As regras estão a entrar em vigor de forma faseada e a Europa está a criar espaços de teste supervisionados, onde empresas, especialmente pequenas e médias, podem experimentar novas soluções de IA de forma segura, recebendo orientação das autoridades antes de as lançar no mercado. São ambientes controlados em que o objetivo é permitir inovação sem risco imediato de multas ou sanções por incumprimento, desde que cumpram certas regras básicas de transparência e segurança durante o teste.
Nos diversos países europeus, a implementação está a avançar a ritmos diferentes. Cada Estado-Membro tem de escolher uma autoridade responsável para vigiar e orientar o uso da IA, mas, até meados de 2025, apenas cerca de sete países tinham concluído esta escolha. França, Alemanha e Itália avançaram mais cedo, criando exemplos concretos: a Comissão Nacional de Informática e Liberdades (CNIL), em França, já publica guias de transparência e avaliação de risco em sistemas de alto risco, como recrutamento e reconhecimento facial; na Alemanha, alguns estados auditam sistemas de IA em saúde e infraestruturas críticas; já a Itália lançou orientações para IA no setor público e em serviços essenciais, com monitorização de impacto em direitos fundamentais. No entanto, outros países ficaram para trás, criando um mapa europeu desigual em preparação e supervisão.
No caso português, a decisão chegou tarde. Só em setembro de 2025 é que Portugal confirmou que será a ANACOM a liderar a supervisão da IA, em articulação com várias entidades setoriais ligadas à saúde, segurança, direitos dos consumidores e outras áreas sensíveis. O país falhou o prazo inicial dado por Bruxelas e agora precisa de recuperar tempo. A ANACOM terá de ganhar capacidade técnica rapidamente, esclarecer regras, apoiar empresas e informar os cidadãos. Portugal continua com uma estratégia nacional de IA menos desenvolvida do que a de outros países europeus, o que aumenta a urgência de agir.
Para consumidores e empresas, o impacto será visível. A lei pretende proteger pessoas e reforçar a confiança. Isto traduz-se em mais transparência quando interagimos com sistemas automáticos, limites claros ao uso de tecnologias que possam espiar, manipular ou discriminar e responsabilidades mais definidas quando algo corre mal. Serviços essenciais como saúde, transportes ou educação passarão a ter sistemas de IA mais controlados e auditados. Para as empresas, haverá custos e trabalho adicional, mas também maior segurança jurídica. Quem se adaptar cedo ganha vantagem num mercado europeu que valoriza confiança e segurança técnica. A maior ameaça para Portugal é transformar estas regras em burocracia pesada que atrasa o País em vez de o fazer avançar.

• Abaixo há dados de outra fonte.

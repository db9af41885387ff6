// Page ↔ worker message contract
//
// The page sends `{"type": "SKIP_WAITING"}` to a worker that finished
// installing. The worker also accepts the older `{"action": "skipWaiting"}`
// shape so pages still running a previous build can activate a new worker.

use serde::{Deserialize, Serialize};
use serde_json::Value;

#[derive(Debug, Clone, Copy, PartialEq, Eq, Serialize, Deserialize)]
#[serde(tag = "type", rename_all = "SCREAMING_SNAKE_CASE")]
pub enum WorkerMessage {
    /// Leave the waiting state and activate now.
    SkipWaiting,
}

const LEGACY_ACTION_KEY: &str = "action";
const LEGACY_SKIP_WAITING: &str = "skipWaiting";

impl WorkerMessage {
    /// Recognise a message posted to the worker. Unknown shapes yield `None`.
    pub fn from_value(value: &Value) -> Option<Self> {
        if let Ok(message) = serde_json::from_value::<WorkerMessage>(value.clone()) {
            return Some(message);
        }

        match value.get(LEGACY_ACTION_KEY).and_then(Value::as_str) {
            Some(LEGACY_SKIP_WAITING) => Some(WorkerMessage::SkipWaiting),
            _ => None,
        }
    }

    /// The canonical wire form.
    pub fn to_value(&self) -> Value {
        match self {
            WorkerMessage::SkipWaiting => serde_json::json!({ "type": "SKIP_WAITING" }),
        }
    }
}
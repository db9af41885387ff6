// Notification click routing
//
// An open window wins over opening a new one. Among open windows the first in
// enumeration order is focused.

#[derive(Debug, Clone, PartialEq, Eq)]
pub enum ClickAction<C> {
    Focus(C),
    Open(String),
    /// No window to focus and the host cannot open one.
    Ignore,
}

pub fn route_click<C>(
    clients: Vec<C>,
    can_open_window: bool,
    data_url: Option<&str>,
    default_url: &str,
) -> ClickAction<C> {
    if let Some(client) = clients.into_iter().next() {
        return ClickAction::Focus(client);
    }

    if !can_open_window {
        return ClickAction::Ignore;
    }

    let url = data_url.filter(|u| !u.is_empty()).unwrap_or(default_url);
    ClickAction::Open(url.to_string())
}
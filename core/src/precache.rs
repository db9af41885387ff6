//! Build-time precache
//!
//! The site build emits a manifest of the files the worker should install
//! with. Each entry is stored under a key that carries its revision, so a new
//! build re-fetches only the files that changed. On activation every cached
//! key that is not in the current manifest is deleted.

use serde::{Deserialize, Serialize};
use std::collections::HashMap;
use thiserror::Error;

pub const DEFAULT_PRECACHE_NAME: &str = "swpush-precache";

/// Query parameter that carries the revision in a cache key.
pub const REVISION_PARAM: &str = "__WB_REVISION__";

#[derive(Debug, Error, Clone, PartialEq, Eq)]
pub enum PrecacheError {
    #[error("precache entry has an empty url")]
    EmptyUrl,

    #[error("precache lists {url} twice with different revisions")]
    ConflictingRevision { url: String },
}

#[derive(Debug, Clone, PartialEq, Eq, Serialize, Deserialize)]
pub struct PrecacheEntry {
    pub url: String,
    /// Absent for files whose name already changes with their content.
    #[serde(default, skip_serializing_if = "Option::is_none")]
    pub revision: Option<String>,
}

impl PrecacheEntry {
    pub fn new(url: impl Into<String>, revision: Option<&str>) -> Self {
        Self {
            url: url.into(),
            revision: revision.map(str::to_string),
        }
    }

    /// Relative to the worker's origin.
    pub fn cache_key(&self, origin: &str) -> String {
        let url = absolute(&self.url, origin);
        match &self.revision {
            Some(revision) => {
                let sep = if url.contains('?') { '&' } else { '?' };
                format!("{}{}{}={}", url, sep, REVISION_PARAM, revision)
            }
            None => url,
        }
    }
}

#[derive(Debug, Clone, PartialEq, Eq, Serialize, Deserialize)]
#[serde(rename_all = "camelCase", default)]
pub struct PrecacheManifest {
    pub cache_name: String,
    pub entries: Vec<PrecacheEntry>,
}

impl Default for PrecacheManifest {
    fn default() -> Self {
        Self {
            cache_name: DEFAULT_PRECACHE_NAME.to_string(),
            entries: Vec::new(),
        }
    }
}

impl PrecacheManifest {
    pub fn is_empty(&self) -> bool {
        self.entries.is_empty()
    }

    pub fn validate(&self) -> Result<(), PrecacheError> {
        let mut seen: HashMap<&str, &Option<String>> = HashMap::new();
        for entry in &self.entries {
            if entry.url.is_empty() {
                return Err(PrecacheError::EmptyUrl);
            }
            if let Some(previous) = seen.insert(entry.url.as_str(), &entry.revision) {
                if previous != &entry.revision {
                    return Err(PrecacheError::ConflictingRevision {
                        url: entry.url.clone(),
                    });
                }
            }
        }
        Ok(())
    }

    /// Request URL to cache key, for every entry.
    pub fn routes(&self, origin: &str) -> PrecacheRoutes {
        PrecacheRoutes {
            keys: self
                .entries
                .iter()
                .map(|entry| (absolute(&entry.url, origin), entry.cache_key(origin)))
                .collect(),
        }
    }
}

/// Resolves fetched URLs to precached keys.
#[derive(Debug, Clone, Default)]
pub struct PrecacheRoutes {
    keys: HashMap<String, String>,
}

impl PrecacheRoutes {
    /// Cache key serving `request_url`, trying the URL as requested, then as
    /// a directory index, then with `.html` appended.
    pub fn lookup(&self, request_url: &str) -> Option<&str> {
        let url = request_url.split('#').next().unwrap_or(request_url);
        if let Some(key) = self.keys.get(url) {
            return Some(key.as_str());
        }
        if url.contains('?') {
            return None;
        }
        let fallback = if url.ends_with('/') {
            format!("{}index.html", url)
        } else {
            format!("{}.html", url)
        };
        self.keys.get(&fallback).map(String::as_str)
    }

    /// Whether `key` belongs to the current manifest.
    pub fn is_current(&self, key: &str) -> bool {
        self.keys.values().any(|k| k == key)
    }

    /// Cached keys left over from earlier builds.
    pub fn stale<'a>(&self, cached: &'a [String]) -> Vec<&'a str> {
        cached
            .iter()
            .filter(|key| !self.is_current(key))
            .map(String::as_str)
            .collect()
    }

    pub fn keys(&self) -> impl Iterator<Item = (&str, &str)> {
        self.keys.iter().map(|(url, key)| (url.as_str(), key.as_str()))
    }

    pub fn len(&self) -> usize {
        self.keys.len()
    }

    pub fn is_empty(&self) -> bool {
        self.keys.is_empty()
    }
}

fn absolute(url: &str, origin: &str) -> String {
    if url.starts_with('/') && !url.starts_with("//") {
        format!("{}{}", origin.trim_end_matches('/'), url)
    } else {
        url.to_string()
    }
}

A Europa lidera a corrida global à regulação da IA, e Portugal já está a alinhar, embora com atraso. O desafio agora é fazer a máquina funcionar depressa e bem. Se conseguir, estas novas regras podem aumentar a confiança dos consumidores, impulsionar empresas e pôr o país numa posição mais competitiva. Num setor que evolui à velocidade da própria tecnologia, ficar para trás não é apenas um risco. É uma escolha.